Marginal frequencies appear along the right and the bottom. Row marginals show the total number of cases in each row: 204 people living in areas where rubbish is very common, 1244 live in areas where rubbish is fairly common, etc. Column marginals indicate the total number of cases in each column: 9318 non-victims and 2358 victims. Note that this includes people who are NA on the rubbcomm variable. We can change this by setting show_na = FALSE in the tabyl() call.
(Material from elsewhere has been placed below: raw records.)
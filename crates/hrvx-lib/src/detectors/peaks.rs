//! Beat detection on a raw cardiac channel.
//!
//! Candidate peaks are strict local maxima thinned by a physiological
//! minimum spacing, then settled by two snap-to-maximum correction
//! passes. NaN samples never win a comparison, so unreadable stretches
//! of signal produce no peaks instead of poisoning the output.

use crate::signal::{RRSeries, TimeSeries};
use log::debug;

/// Peak-search tuning.
#[derive(Debug, Clone, Copy)]
pub struct PeakConfig {
    /// Ceiling on plausible beat rate; sets the minimum peak spacing
    /// fs * 60 / max_bpm.
    pub max_bpm: f64,
    /// Backward radius of the correction window, in samples.
    pub search_back: usize,
    /// Forward radius of the correction window, in samples.
    pub search_forward: usize,
}

impl Default for PeakConfig {
    fn default() -> Self {
        Self { max_bpm: 220.0, search_back: 30, search_forward: 35 }
    }
}

/// Detect beat peaks. The result is strictly increasing with no
/// duplicates.
pub fn detect_beats(ts: &TimeSeries, cfg: &PeakConfig) -> Vec<usize> {
    if ts.is_empty() {
        return Vec::new();
    }
    let min_distance = ((ts.fs * 60.0 / cfg.max_bpm) as usize).max(1);
    let candidates = local_maxima(&ts.data, min_distance);
    let snapped = snap_to_maxima(&ts.data, &candidates, cfg);
    let peaks = snap_to_maxima(&ts.data, &snapped, cfg);
    debug!("{} candidate peaks, {} after correction", candidates.len(), peaks.len());
    peaks
}

/// Beat detection straight to the RR sequence in seconds.
pub fn rr_from_channel(ts: &TimeSeries, cfg: &PeakConfig) -> RRSeries {
    RRSeries::from_peaks(&detect_beats(ts, cfg), ts.fs)
}

/// Strict local maxima with plateaus collapsed to their midpoint, then
/// minimum-distance thinning that keeps taller peaks first.
fn local_maxima(data: &[f64], min_distance: usize) -> Vec<usize> {
    let mut peaks = Vec::new();
    let mut i = 1;
    while i + 1 < data.len() {
        if data[i] > data[i - 1] {
            let mut ahead = i + 1;
            while ahead + 1 < data.len() && data[ahead] == data[i] {
                ahead += 1;
            }
            if data[ahead] < data[i] {
                peaks.push((i + ahead - 1) / 2);
                i = ahead;
                continue;
            }
        }
        i += 1;
    }
    enforce_distance(data, peaks, min_distance)
}

fn enforce_distance(data: &[f64], peaks: Vec<usize>, min_distance: usize) -> Vec<usize> {
    if min_distance <= 1 || peaks.len() < 2 {
        return peaks;
    }
    let mut order: Vec<usize> = (0..peaks.len()).collect();
    order.sort_by(|&a, &b| {
        data[peaks[b]]
            .partial_cmp(&data[peaks[a]])
            .unwrap_or(std::cmp::Ordering::Equal)
    });
    let mut keep = vec![true; peaks.len()];
    for &k in &order {
        if !keep[k] {
            continue;
        }
        let mut j = k;
        while j > 0 {
            j -= 1;
            if peaks[k] - peaks[j] < min_distance {
                keep[j] = false;
            } else {
                break;
            }
        }
        let mut j = k + 1;
        while j < peaks.len() && peaks[j] - peaks[k] < min_distance {
            keep[j] = false;
            j += 1;
        }
    }
    peaks
        .iter()
        .zip(&keep)
        .filter(|(_, &kept)| kept)
        .map(|(&p, _)| p)
        .collect()
}

/// Snap each candidate to the tallest finite sample inside its search
/// window. Candidates whose window holds no finite sample are dropped.
/// Ties go to the earliest sample, so a snapped peak is a fixed point
/// of this pass.
fn snap_to_maxima(data: &[f64], peaks: &[usize], cfg: &PeakConfig) -> Vec<usize> {
    let mut out = Vec::with_capacity(peaks.len());
    for &p in peaks {
        let start = p.saturating_sub(cfg.search_back);
        let end = (p + cfg.search_forward + 1).min(data.len());
        let mut best: Option<(usize, f64)> = None;
        for i in start..end {
            let v = data[i];
            if v.is_nan() {
                continue;
            }
            let better = match best {
                Some((_, top)) => v > top,
                None => true,
            };
            if better {
                best = Some((i, v));
            }
        }
        if let Some((idx, _)) = best {
            out.push(idx);
        }
    }
    out.sort_unstable();
    out.dedup();
    out
}
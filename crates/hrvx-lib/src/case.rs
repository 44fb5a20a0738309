//! One pathology case: discovery of its qualifying recordings, channel
//! selection across them, and the per-record feature pass.

use crate::analysis::window::{
    linear_features, nonlinear_features, LinearFeatures, NonlinearFeatures, WindowConfig,
};
use crate::detectors::peaks::{rr_from_channel, PeakConfig};
use crate::error::{DiscoveryError, Error, SignalError};
use crate::io::source::{ChannelInfo, SignalSource};
use crate::signal::RRSeries;
use log::{debug, info, warn};
use serde::{Deserialize, Serialize};
use std::collections::BTreeMap;
use std::path::{Path, PathBuf};

/// Channels never eligible for beat detection: pressures, plethysmram
/// and respiration leads.
pub const NON_CARDIAC_CHANNELS: &[&str] =
    &["ABP", "APB", "CVP", "PAP", "PLETH", "PLETH R", "RESP", "UAP"];

/// Which feature batteries run.
#[derive(Debug, Clone, Copy, PartialEq, Eq, Serialize, Deserialize)]
#[serde(rename_all = "lowercase")]
pub enum AnalysisMode {
    Linear,
    Nonlinear,
    Full,
}

impl AnalysisMode {
    pub fn linear(&self) -> bool {
        matches!(self, AnalysisMode::Linear | AnalysisMode::Full)
    }

    pub fn nonlinear(&self) -> bool {
        matches!(self, AnalysisMode::Nonlinear | AnalysisMode::Full)
    }
}

/// Window geometry per battery.
#[derive(Debug, Clone, Copy)]
pub struct AnalysisWindows {
    pub linear: WindowConfig,
    pub nonlinear: WindowConfig,
}

impl AnalysisWindows {
    /// The conventional geometry: 1024 samples at 95% overlap for the
    /// descriptive battery, 2048 at 95% for the complexity battery.
    pub fn standard() -> Self {
        Self {
            linear: WindowConfig::new(1024, 0.95).expect("valid default geometry"),
            nonlinear: WindowConfig::new(2048, 0.95).expect("valid default geometry"),
        }
    }
}

/// Options for one processing run.
#[derive(Debug, Clone, Copy)]
pub struct ProcessOptions {
    pub mode: AnalysisMode,
    pub windows: AnalysisWindows,
    pub peaks: PeakConfig,
}

impl Default for ProcessOptions {
    fn default() -> Self {
        Self {
            mode: AnalysisMode::Full,
            windows: AnalysisWindows::standard(),
            peaks: PeakConfig::default(),
        }
    }
}

/// Immutable description of one recording segment.
#[derive(Debug, Clone, Serialize, Deserialize)]
pub struct Record {
    pub name: String,
    pub case_id: String,
    pub path: PathBuf,
    pub fs: f64,
    pub length: u64,
    pub channels: Vec<ChannelInfo>,
    pub base_time: Option<String>,
    pub base_date: Option<String>,
}

impl Record {
    pub fn has_channel(&self, name: &str) -> bool {
        self.channels.iter().any(|c| c.name == name)
    }
}

/// Derived per-record output, kept separate from the record itself.
#[derive(Debug, Clone, Default, Serialize, Deserialize)]
pub struct FeatureBundle {
    pub rr: RRSeries,
    pub linear: Option<LinearFeatures>,
    pub nonlinear: Option<NonlinearFeatures>,
}

/// One case with its qualifying recordings.
#[derive(Debug, Clone, Serialize, Deserialize)]
pub struct Case {
    pub id: String,
    pub pathology: String,
    pub sig_thresh: u64,
    pub records: Vec<Record>,
}

impl Case {
    /// Scan a `<root>/<pathology>_<id>/<id>` directory for qualifying
    /// recordings. The directory names carry the case identity;
    /// anything else fails discovery.
    pub fn discover(source: &dyn SignalSource, case_dir: &Path, sig_thresh: u64) -> Result<Self, Error> {
        let (id, pathology) = parse_case_path(case_dir)?;
        let mut records = Vec::new();
        for entry in source.list_recordings(case_dir, sig_thresh)? {
            let header = source.read_header(&entry.path)?;
            records.push(Record {
                name: header.name,
                case_id: id.clone(),
                path: entry.path,
                fs: header.fs,
                length: entry.length,
                channels: header.channels,
                base_time: header.base_time,
                base_date: header.base_date,
            });
        }
        debug!("case {id} ({pathology}): {} qualifying records", records.len());
        Ok(Self { id, pathology, sig_thresh, records })
    }
}

/// A fully processed case: inputs, the channel used, and one feature
/// bundle per successfully analyzed record, keyed by record name.
#[derive(Debug, Clone, Serialize, Deserialize)]
pub struct ProcessedCase {
    pub case: Case,
    pub channel: String,
    pub bundles: BTreeMap<String, FeatureBundle>,
}

/// Pick the channel present in the most records, skipping non-cardiac
/// leads. Ties break to the lexicographically smaller name.
pub fn select_channel(records: &[Record]) -> Option<(String, usize)> {
    let mut counts: BTreeMap<&str, usize> = BTreeMap::new();
    for record in records {
        for channel in &record.channels {
            *counts.entry(channel.name.as_str()).or_insert(0) += 1;
        }
    }
    counts
        .into_iter()
        .filter(|(name, _)| !name.is_empty() && !NON_CARDIAC_CHANNELS.contains(name))
        .max_by(|a, b| a.1.cmp(&b.1).then_with(|| b.0.cmp(a.0)))
        .map(|(name, count)| (name.to_string(), count))
}

/// Run the configured batteries over every record of `case`.
///
/// Records that lack the selected channel or fail to read are skipped
/// with a warning; they simply have no bundle in the result. A case
/// with no usable channel at all is a signal error.
pub fn process(source: &dyn SignalSource, case: Case, opts: &ProcessOptions) -> Result<ProcessedCase, Error> {
    let (channel, present) = match select_channel(&case.records) {
        Some(pick) => pick,
        None => return Err(SignalError::NoUsableChannel(case.id.clone()).into()),
    };
    info!(
        "case {}: optimal channel {:?} present in {}/{} records",
        case.id,
        channel,
        present,
        case.records.len()
    );
    let mut bundles = BTreeMap::new();
    for record in &case.records {
        if !record.has_channel(&channel) {
            warn!("case {}: record {} lacks channel {:?}, skipped", case.id, record.name, channel);
            continue;
        }
        match analyze_record(source, record, &channel, opts) {
            Ok(bundle) => {
                bundles.insert(record.name.clone(), bundle);
            }
            Err(err) => {
                warn!("case {}: record {} skipped: {err}", case.id, record.name);
            }
        }
    }
    Ok(ProcessedCase { case, channel, bundles })
}

/// The RR sequence is derived once per record no matter how many
/// batteries run over it.
fn analyze_record(
    source: &dyn SignalSource,
    record: &Record,
    channel: &str,
    opts: &ProcessOptions,
) -> Result<FeatureBundle, Error> {
    let ts = source.read_channel(&record.path, channel)?;
    let rr = rr_from_channel(&ts, &opts.peaks);
    debug!("record {}: {} rr intervals from {} samples", record.name, rr.len(), ts.len());
    let linear = if opts.mode.linear() {
        Some(linear_features(&rr, &opts.windows.linear))
    } else {
        None
    };
    let nonlinear = if opts.mode.nonlinear() {
        Some(nonlinear_features(&rr, &opts.windows.nonlinear))
    } else {
        None
    };
    Ok(FeatureBundle { rr, linear, nonlinear })
}

fn parse_case_path(case_dir: &Path) -> Result<(String, String), DiscoveryError> {
    let id = case_dir.file_name().and_then(|s| s.to_str()).unwrap_or_default();
    let parent = case_dir
        .parent()
        .and_then(|p| p.file_name())
        .and_then(|s| s.to_str())
        .unwrap_or_default();
    let label = parent.strip_suffix(id).and_then(|p| p.strip_suffix('_'));
    match label {
        Some(pathology) if !pathology.is_empty() && is_case_id(id) => {
            Ok((id.to_string(), pathology.to_string()))
        }
        _ => Err(DiscoveryError::PathologyPattern(case_dir.to_path_buf())),
    }
}

/// `p` followed by six decimal digits.
pub(crate) fn is_case_id(name: &str) -> bool {
    name.len() == 7 && name.starts_with('p') && name[1..].bytes().all(|b| b.is_ascii_digit())
}
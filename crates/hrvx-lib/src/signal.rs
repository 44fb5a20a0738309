use serde::{Deserialize, Serialize};

/// Basic typed time series.
#[derive(Debug, Clone, Serialize, Deserialize)]
pub struct TimeSeries {
    /// Uniform sampling frequency in Hz
    pub fs: f64,
    /// Samples, in physical units. Unreadable samples are NaN.
    pub data: Vec<f64>,
}

impl TimeSeries {
    pub fn len(&self) -> usize {
        self.data.len()
    }

    pub fn is_empty(&self) -> bool {
        self.data.is_empty()
    }

    /// Duration in seconds
    pub fn duration(&self) -> f64 {
        self.data.len() as f64 / self.fs
    }
}

/// Inter-beat intervals in seconds.
#[derive(Debug, Clone, Default, PartialEq, Serialize, Deserialize)]
pub struct RRSeries {
    pub rr: Vec<f64>,
}

impl RRSeries {
    /// Successive differences of peak sample indices, converted to
    /// seconds. Fewer than two peaks yield an empty series.
    pub fn from_peaks(peaks: &[usize], fs: f64) -> Self {
        let mut rr = Vec::new();
        for w in peaks.windows(2) {
            let dt = (w[1] as f64 - w[0] as f64) / fs;
            rr.push(dt);
        }
        Self { rr }
    }

    pub fn len(&self) -> usize {
        self.rr.len()
    }

    pub fn is_empty(&self) -> bool {
        self.rr.is_empty()
    }
}

/// One scalar per sliding window, ordered by window start.
#[derive(Debug, Clone, Default, PartialEq, Serialize, Deserialize)]
pub struct WindowSeries {
    pub values: Vec<f64>,
}

impl WindowSeries {
    pub fn len(&self) -> usize {
        self.values.len()
    }

    pub fn is_empty(&self) -> bool {
        self.values.is_empty()
    }
}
In this case, 8804 people are non-victims and 2261 are victims, as you will see in t4.

t4 <- bcs %>%
  tabyl(bcsvictim, # rows of the table
        rubbcomm, # columns of the table
        show_na = FALSE) %>% # remove NAs from count
  adorn_totals(c("row", "col")) %>% # show row and column totals
  adorn_percentages("col") %>% # show percentages of each column in each cell
  adorn_pct_formatting(digits = 2) %>% # round these to 2 decimal places
  adorn_ns() # show frquencies
  
  

t4

             bcsvictim     Not at all       Not very         Fairly
 not a victim of crime  84.46% (4614)  76.38% (3173)  70.42%  (876)
       victim of crime  15.54%  (849)  23.62%  (981)  29.58%  (368)
                 Total 100.00% (5463) 100.00% (4154) 100.00% (1244)
          Very           Total
  69.12% (141)  79.57%  (8804)
  30.88%  (63)  20.43%  (2261)
 100.00% (204) 100.00% (11065)

63 people who live in areas where rubbish is very common and are a victim of a crime represent 30.88% of all people in that row (n = 204), as we saw before. If we had asked for the column percentages, the 63 people who live in areas where rubbish is very common and are victims would be divided by the 2358 victims (or 2261, without NA) in the study. Changing the denominator when computing the percentage changes the meaning of the percentage. This can sound a bit confusing now. But as long as you remember the first rule we gave you before you should be fine: if your dependent defines the rows ask for the column percentages, if your dependent defines the columns ask for the row percentages.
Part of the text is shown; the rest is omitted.